In doing so I began to think about risk verses rewards and how in tournaments the risk is distributed and the rewards are shared. In essence, the better players are inadvertently teaming up to share the rewards as they collectively eliminate the lesser players. Am I wrong, is my logic flawed?

As an example...a tournament of 150 players, $50 buy-in. Approximate prize pool of $6750. Skill levels of novice, intermediate, advanced, and expert for this level of tournament. For purposes of the discussion we assume 10 experts, 20 advanced, 40 intermediate, 80 novices for the distribution. And we also assume equal distribution across the tables.

So as the tournament begins, by default the experts and advanced players are working together to consolidate the chips. As the tables are consolidated the percentage of novices and intermediate players go down relative to the experts.

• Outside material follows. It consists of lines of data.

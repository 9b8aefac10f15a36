//! Configuration management with layered loading
//!
//! Precedence (lowest to highest):
//! 1. Compiled defaults
//! 2. Global config: `$XDG_CONFIG_HOME/outliner/outliner.toml`
//! 3. Local config: file passed with `--config`
//! 4. Environment variables: `OUTLINER_*` prefix

use std::path::{Path, PathBuf};

use config::{Config, ConfigError, Environment};
use directories::ProjectDirs;
use serde::{Deserialize, Serialize};
use tracing::debug;

use crate::application::format::{ExportOptions, FormatKind};
use crate::application::ApplicationError;

/// Default width of the adoption zone at the left edge of a drop target.
pub const DEFAULT_ZONE_WIDTH: f64 = 50.0;

/// Raw export options; `None` means "not specified, inherit".
#[derive(Debug, Clone, Deserialize, Default)]
#[serde(default)]
pub struct RawExportOptions {
    pub json_pretty: Option<bool>,
    pub markdown_indent: Option<usize>,
}

/// Raw settings for intermediate parsing.
#[derive(Debug, Clone, Deserialize, Default)]
#[serde(default)]
pub struct RawSettings {
    pub format: Option<FormatKind>,
    pub zone_width: Option<f64>,
    pub export: RawExportOptions,
}

/// Unified configuration for outliner.
#[derive(Debug, Clone, Serialize, Deserialize, PartialEq)]
#[serde(default)]
pub struct Settings {
    /// Format used when a file extension says nothing
    pub format: FormatKind,
    /// Adoption zone width for drop classification
    pub zone_width: f64,
    /// Codec output options
    pub export: ExportOptions,
}

impl Default for Settings {
    fn default() -> Self {
        Self {
            format: FormatKind::default(),
            zone_width: DEFAULT_ZONE_WIDTH,
            export: ExportOptions::default(),
        }
    }
}

/// Get the XDG config directory for outliner.
pub fn global_config_dir() -> Option<PathBuf> {
    ProjectDirs::from("", "", "outliner").map(|dirs| dirs.config_dir().to_path_buf())
}

/// Get the path to the global config file.
pub fn global_config_path() -> Option<PathBuf> {
    global_config_dir().map(|dir| dir.join("outliner.toml"))
}

/// Load a TOML file into RawSettings for manual merging.
fn load_raw_settings(path: &Path) -> Result<RawSettings, ApplicationError> {
    let content = std::fs::read_to_string(path).map_err(|e| ApplicationError::Config {
        message: format!("read {}: {}", path.display(), e),
    })?;
    toml::from_str(&content).map_err(|e| ApplicationError::Config {
        message: format!("parse {}: {}", path.display(), e),
    })
}

impl Settings {
    /// Overlay wins where it specifies a value.
    fn merge_with(&self, overlay: &RawSettings) -> Self {
        Self {
            format: overlay.format.unwrap_or(self.format),
            zone_width: overlay.zone_width.unwrap_or(self.zone_width),
            export: ExportOptions {
                json_pretty: overlay
                    .export
                    .json_pretty
                    .unwrap_or(self.export.json_pretty),
                markdown_indent: overlay
                    .export
                    .markdown_indent
                    .unwrap_or(self.export.markdown_indent),
            },
        }
    }

    /// Load settings with layered precedence.
    ///
    /// # Arguments
    /// * `local` - Optional config file given on the command line; it must exist
    ///
    /// # Precedence (lowest to highest)
    /// 1. Compiled defaults
    /// 2. Global config: `$XDG_CONFIG_HOME/outliner/outliner.toml`
    /// 3. Local config file
    /// 4. Environment variables: `OUTLINER_*` prefix
    pub fn load(local: Option<&Path>) -> Result<Self, ApplicationError> {
        let global = global_config_path().filter(|path| path.exists());
        Self::load_from(global.as_deref(), local)
    }

    /// Layered loading with an explicit global file (None skips that layer).
    pub fn load_from(global: Option<&Path>, local: Option<&Path>) -> Result<Self, ApplicationError> {
        let mut current = Self::default();

        if let Some(global_path) = global {
            debug!("Loading global config: {}", global_path.display());
            current = current.merge_with(&load_raw_settings(global_path)?);
        }

        if let Some(local_path) = local {
            debug!("Loading local config: {}", local_path.display());
            current = current.merge_with(&load_raw_settings(local_path)?);
        }

        current = Self::apply_env_overrides(current)?;
        current.validate()?;
        Ok(current)
    }

    /// Apply OUTLINER_* environment variables as explicit overrides.
    fn apply_env_overrides(settings: Self) -> Result<Self, ApplicationError> {
        Self::apply_env(settings, environment())
    }

    fn apply_env(mut settings: Self, env: Environment) -> Result<Self, ApplicationError> {
        let config = Config::builder()
            .add_source(env)
            .build()
            .map_err(config_err)?;

        if let Some(val) = env_value(config.get_string("format"), "OUTLINER_FORMAT")? {
            settings.format = val.parse().map_err(|e: String| ApplicationError::Config {
                message: format!("OUTLINER_FORMAT: {e}"),
            })?;
        }
        if let Some(val) = env_value(config.get_float("zone_width"), "OUTLINER_ZONE_WIDTH")? {
            settings.zone_width = val;
        }
        if let Some(val) = env_value(
            config.get_bool("export.json_pretty"),
            "OUTLINER_EXPORT__JSON_PRETTY",
        )? {
            settings.export.json_pretty = val;
        }
        if let Some(val) = env_value(
            config.get_int("export.markdown_indent"),
            "OUTLINER_EXPORT__MARKDOWN_INDENT",
        )? {
            settings.export.markdown_indent =
                usize::try_from(val).map_err(|_| ApplicationError::Config {
                    message: format!("OUTLINER_EXPORT__MARKDOWN_INDENT: invalid value {val}"),
                })?;
        }

        Ok(settings)
    }

    fn validate(&self) -> Result<(), ApplicationError> {
        if !self.zone_width.is_finite() || self.zone_width < 0.0 {
            return Err(ApplicationError::Config {
                message: format!("zone_width must be a non-negative number, got {}", self.zone_width),
            });
        }
        Ok(())
    }

    /// Show the effective configuration as TOML.
    pub fn to_toml(&self) -> Result<String, ApplicationError> {
        toml::to_string_pretty(self).map_err(|e| ApplicationError::Config {
            message: format!("serialize config: {e}"),
        })
    }

    /// Generate a template config file.
    pub fn template() -> String {
        r#"# outliner configuration
#
# Locations (by precedence, lowest to highest):
#   Global: ~/.config/outliner/outliner.toml
#   Local:  file passed with --config
#   Env:    OUTLINER_* environment variables (OUTLINER_EXPORT__JSON_PRETTY=false)

# Format used when the file extension does not decide it: "json", "markdown" or "opml"
# format = "json"

# Width of the adoption zone at the left edge of a drop target
# zone_width = 50.0

[export]
# Pretty-print JSON output
# json_pretty = true

# Spaces per nesting level in Markdown output (2 to 4)
# markdown_indent = 2
"#
        .to_string()
    }
}

fn environment() -> Environment {
    Environment::with_prefix("OUTLINER")
        .prefix_separator("_")
        .separator("__")
        .try_parsing(true)
}

/// An absent key is `None`; a present key of the wrong type is an error.
fn env_value<T>(result: Result<T, ConfigError>, var: &str) -> Result<Option<T>, ApplicationError> {
    match result {
        Ok(value) => Ok(Some(value)),
        Err(ConfigError::NotFound(_)) => Ok(None),
        Err(e) => Err(ApplicationError::Config {
            message: format!("{var}: {e}"),
        }),
    }
}

fn config_err(e: ConfigError) -> ApplicationError {
    ApplicationError::Config {
        message: e.to_string(),
    }
}

#[cfg(test)]
mod tests {
    use super::*;
    use rstest::rstest;

    fn env(vars: &[(&str, &str)]) -> Environment {
        let source: config::Map<String, String> = vars
            .iter()
            .map(|(key, value)| (key.to_string(), value.to_string()))
            .collect();
        environment().source(Some(source))
    }

    #[test]
    fn given_no_files_when_loading_then_uses_defaults() {
        let settings = Settings::load_from(None, None).expect("load defaults");
        assert_eq!(settings.format, FormatKind::Json);
        assert_eq!(settings.zone_width, DEFAULT_ZONE_WIDTH);
        assert!(settings.export.json_pretty);
        assert_eq!(settings.export.markdown_indent, 2);
    }

    #[test]
    fn given_partial_overlay_when_merging_then_unspecified_fields_are_kept() {
        let base = Settings::default();
        let overlay = RawSettings {
            format: Some(FormatKind::Markdown),
            zone_width: None,
            export: RawExportOptions {
                json_pretty: Some(false),
                markdown_indent: None,
            },
        };

        let merged = base.merge_with(&overlay);

        assert_eq!(merged.format, FormatKind::Markdown);
        assert_eq!(merged.zone_width, DEFAULT_ZONE_WIDTH);
        assert!(!merged.export.json_pretty);
        assert_eq!(merged.export.markdown_indent, 2);
    }

    #[test]
    fn given_negative_zone_width_when_validating_then_config_error() {
        let settings = Settings {
            zone_width: -1.0,
            ..Settings::default()
        };
        assert!(matches!(
            settings.validate(),
            Err(ApplicationError::Config { .. })
        ));
    }

    #[test]
    fn given_template_when_parsed_then_is_valid_toml() {
        let raw: RawSettings = toml::from_str(&Settings::template()).expect("parse template");
        assert!(raw.format.is_none());
        assert!(raw.export.json_pretty.is_none());
    }

    #[test]
    fn given_well_formed_env_when_applying_then_overrides_win() {
        let vars = env(&[
            ("OUTLINER_FORMAT", "markdown"),
            ("OUTLINER_ZONE_WIDTH", "30.5"),
            ("OUTLINER_EXPORT__JSON_PRETTY", "false"),
            ("OUTLINER_EXPORT__MARKDOWN_INDENT", "4"),
        ]);

        let settings = Settings::apply_env(Settings::default(), vars).expect("apply env");

        assert_eq!(settings.format, FormatKind::Markdown);
        assert_eq!(settings.zone_width, 30.5);
        assert!(!settings.export.json_pretty);
        assert_eq!(settings.export.markdown_indent, 4);
    }

    #[test]
    fn given_no_matching_env_when_applying_then_settings_unchanged() {
        let vars = env(&[("OTHER_ZONE_WIDTH", "abc")]);
        let settings = Settings::apply_env(Settings::default(), vars).expect("apply env");
        assert_eq!(settings, Settings::default());
    }

    #[rstest]
    #[case("OUTLINER_ZONE_WIDTH", "wide")]
    #[case("OUTLINER_EXPORT__JSON_PRETTY", "maybe")]
    #[case("OUTLINER_EXPORT__MARKDOWN_INDENT", "deep")]
    #[case("OUTLINER_FORMAT", "yaml")]
    fn given_malformed_env_value_when_applying_then_config_error(
        #[case] key: &str,
        #[case] value: &str,
    ) {
        let result = Settings::apply_env(Settings::default(), env(&[(key, value)]));
        match result {
            Err(ApplicationError::Config { message }) => assert!(message.contains(key), "{message}"),
            other => panic!("expected config error for {key}={value}, got {other:?}"),
        }
    }
}
//! CLI layer: argument parsing and command dispatch

pub mod args;
pub mod commands;
pub mod error;
pub mod output;
pub mod render;

pub use args::{Cli, Commands};
pub use commands::execute;
pub use error::{CliError, CliResult};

Final table you hypothetically end up with all the chips, 2 experts, 3 advanced, 4 intermediate, and 1 novice. 20% of the experts make it, 15% of the advanced, 10% of the intermediate, an less than 2% of the novices.

Now the key here, is as a cash player I can only play against 9 other opponents at a given time. I only get dealt so many hands an hour and I can't capitalize on all the novices sitting at all the other tables in the room. But in a tournament it is an agreement that states, "You take as much money off the novices at your table, I will take as much money off the novices at my table, then later on we will meet at the hideout, lets call it the final table and divy up all the booty" Done with a large enough pool of novices the experts reduce their risk/variance and increase their profits.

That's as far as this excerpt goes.